In December 1970 I poked fun at the Broken Hill Proprietary Company Limited, saying that we should no longer use it as the shining and successful example of the infant industry argument to justify tariff protection. I drew a parallel between the foster-mothered beef bull down on his knees sucking greedily from a weak and skinny cow half his size, and the giant B.H.P. company still getting tariff assistance from the Australian economy. But when I wrote that article some of the comments I made were not quite fair because at that time, B.H.P. were not using the small amount of tariff protection that was available to them on the main range of their products, though they were certainly using it all on stainless steel.
But now B.H.P. is before the Industries Assistance Commission asking for tariff protection on their main products and they claim that they really need it. It is true that the requested tariff rates are low, but it is a tragic commentary on our economy that they are needed at all. I can imagine how the shades of Essington Lewis and Harold Darling must quail at the thought. People will never be able to use B.H.P. ever again to illustrate the infant industry argument.
Now that the plight of B.H.P. has been exposed for all to see we may have more public understanding of the fundamental sickness that afflicts all of us. B.H.P. is not in its present predicament because they are a lot of messers, nor mainly because they lack the spur of competition. You can find things to criticise, but who are we to throw the first stone? Any steel mill has to be big if it is to be efficient and I have never known a big show that didn’t suffer from bureaucratic stiffness of the joints.
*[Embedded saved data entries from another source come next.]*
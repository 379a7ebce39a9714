//! JSON request/response types for the optimize-route endpoint.
//!
//! Request:
//!
//! ```json
//! { "userLocation": [52.52, 13.40],
//!   "markers": [ { "_id": "a1", "position": { "lat": 52.5, "lng": 13.4 }, "available": "unknown" } ] }
//! ```
//!
//! Response:
//!
//! ```json
//! { "success": true, "data": { "optimizedOrder": ["a1"], "totalDistance": "2.23", "totalStops": 1 } }
//! ```

use serde::{Deserialize, Serialize};
use tracing::{error, warn};

use crate::error::{Error, Result};
use crate::optimizer::{OptimizeOptions, RouteResult, optimize_route};
use crate::traits::{Availability, DeliveryStop, Point};

const MISSING_PARAMETERS: &str = "Missing required parameters: userLocation and markers";

/// Coordinates as either `[lat, lng]` or `{ "lat": .., "lng": .. }`.
#[derive(Debug, Clone, Copy, PartialEq, Serialize, Deserialize)]
#[serde(untagged)]
pub enum Position {
    Pair([f64; 2]),
    LatLng { lat: f64, lng: f64 },
}

impl Position {
    pub fn point(self) -> Point {
        match self {
            Position::Pair([lat, lng]) => (lat, lng),
            Position::LatLng { lat, lng } => (lat, lng),
        }
    }
}

impl From<Point> for Position {
    fn from((lat, lng): Point) -> Self {
        Position::Pair([lat, lng])
    }
}

#[derive(Debug, Clone, PartialEq, Serialize, Deserialize)]
pub struct Marker {
    #[serde(alias = "_id")]
    pub id: String,
    #[serde(default, alias = "location")]
    pub position: Option<Position>,
    /// Raw availability label; `None` means unknown.
    #[serde(default)]
    pub available: Option<String>,
}

impl DeliveryStop for Marker {
    type Id = String;

    fn id(&self) -> &Self::Id {
        &self.id
    }

    fn position(&self) -> Option<Point> {
        self.position.map(Position::point)
    }

    fn availability(&self) -> Option<Availability> {
        self.available.as_deref().and_then(Availability::parse)
    }
}

#[derive(Debug, Clone, Default, PartialEq, Serialize, Deserialize)]
#[serde(rename_all = "camelCase")]
pub struct OptimizeRequest {
    #[serde(default)]
    pub user_location: Option<Position>,
    #[serde(default)]
    pub markers: Option<Vec<Marker>>,
}

#[derive(Debug, Clone, PartialEq, Serialize, Deserialize)]
#[serde(rename_all = "camelCase")]
pub struct RouteData {
    pub optimized_order: Vec<String>,
    /// Kilometers with two decimals.
    pub total_distance: String,
    pub total_stops: usize,
}

impl From<RouteResult<String>> for RouteData {
    fn from(route: RouteResult<String>) -> Self {
        Self {
            total_distance: route.display_distance(),
            total_stops: route.stop_count,
            optimized_order: route.ordered_stop_ids,
        }
    }
}

#[derive(Debug, Clone, PartialEq, Serialize, Deserialize)]
pub struct OptimizeResponse {
    pub success: bool,
    #[serde(default, skip_serializing_if = "Option::is_none")]
    pub data: Option<RouteData>,
    #[serde(default, skip_serializing_if = "Option::is_none")]
    pub error: Option<String>,
}

impl OptimizeResponse {
    pub fn success(data: RouteData) -> Self {
        Self {
            success: true,
            data: Some(data),
            error: None,
        }
    }

    pub fn failure(message: impl Into<String>) -> Self {
        Self {
            success: false,
            data: None,
            error: Some(message.into()),
        }
    }
}

#[derive(Debug, Clone, Copy, PartialEq, Eq)]
pub enum ResponseStatus {
    Ok,
    BadRequest,
    InternalError,
}

impl ResponseStatus {
    /// HTTP status code equivalent.
    pub fn code(self) -> u16 {
        match self {
            ResponseStatus::Ok => 200,
            ResponseStatus::BadRequest => 400,
            ResponseStatus::InternalError => 500,
        }
    }
}

/// Run one optimization request.
pub fn handle_optimize(request: &OptimizeRequest, options: &OptimizeOptions) -> (ResponseStatus, OptimizeResponse) {
    let (Some(location), Some(markers)) = (request.user_location, request.markers.as_ref()) else {
        warn!("rejecting optimization request without userLocation or markers");
        return (ResponseStatus::BadRequest, OptimizeResponse::failure(MISSING_PARAMETERS));
    };

    let result = check_labels(markers).and_then(|_| optimize_route(location.point(), markers, options));
    match result {
        Ok(route) => (ResponseStatus::Ok, OptimizeResponse::success(route.into())),
        Err(err) if err.is_validation() => {
            warn!(error = %err, "rejecting optimization request");
            (ResponseStatus::BadRequest, OptimizeResponse::failure(err.to_string()))
        }
        Err(err) => {
            error!(error = %err, "route optimization failed");
            (
                ResponseStatus::InternalError,
                OptimizeResponse::failure(format!("Failed to optimize route: {err}")),
            )
        }
    }
}

/// Same as [`handle_optimize`], from and to raw JSON. Returns the status code
/// and the response body.
pub fn handle_optimize_json(body: &str, options: &OptimizeOptions) -> (u16, String) {
    let (status, response) = match serde_json::from_str::<OptimizeRequest>(body) {
        Ok(request) => handle_optimize(&request, options),
        Err(err) => {
            warn!(error = %err, "malformed optimization request body");
            (
                ResponseStatus::BadRequest,
                OptimizeResponse::failure(format!("Invalid request body: {err}")),
            )
        }
    };

    match serde_json::to_string(&response) {
        Ok(body) => (status.code(), body),
        Err(err) => {
            error!(error = %err, "failed to encode optimization response");
            let body = serde_json::json!({
                "success": false,
                "error": format!("Failed to optimize route: {err}"),
            });
            (ResponseStatus::InternalError.code(), body.to_string())
        }
    }
}

/// Unrecognized availability labels are rejected rather than guessed.
fn check_labels(markers: &[Marker]) -> Result<()> {
    for marker in markers {
        if let Some(label) = marker.available.as_deref() {
            if Availability::parse(label).is_none() {
                return Err(Error::invalid_stop(
                    &marker.id,
                    format!("unrecognized availability {label:?}"),
                ));
            }
        }
    }
    Ok(())
}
I know that B.H.P. is little better than government departments in this regard, but any fair-minded person will admit that B.H.P. is a well-conceived and well-run organisation, big though it is.
Their trouble is the same as the rest of us, we are all being clobbered by an internal cost structure that is out of line with our competitors. That is why B.H.P. is asking to be treated like the foster-mothered beef bull, that’s why it is asking for, and needs, tariff protection.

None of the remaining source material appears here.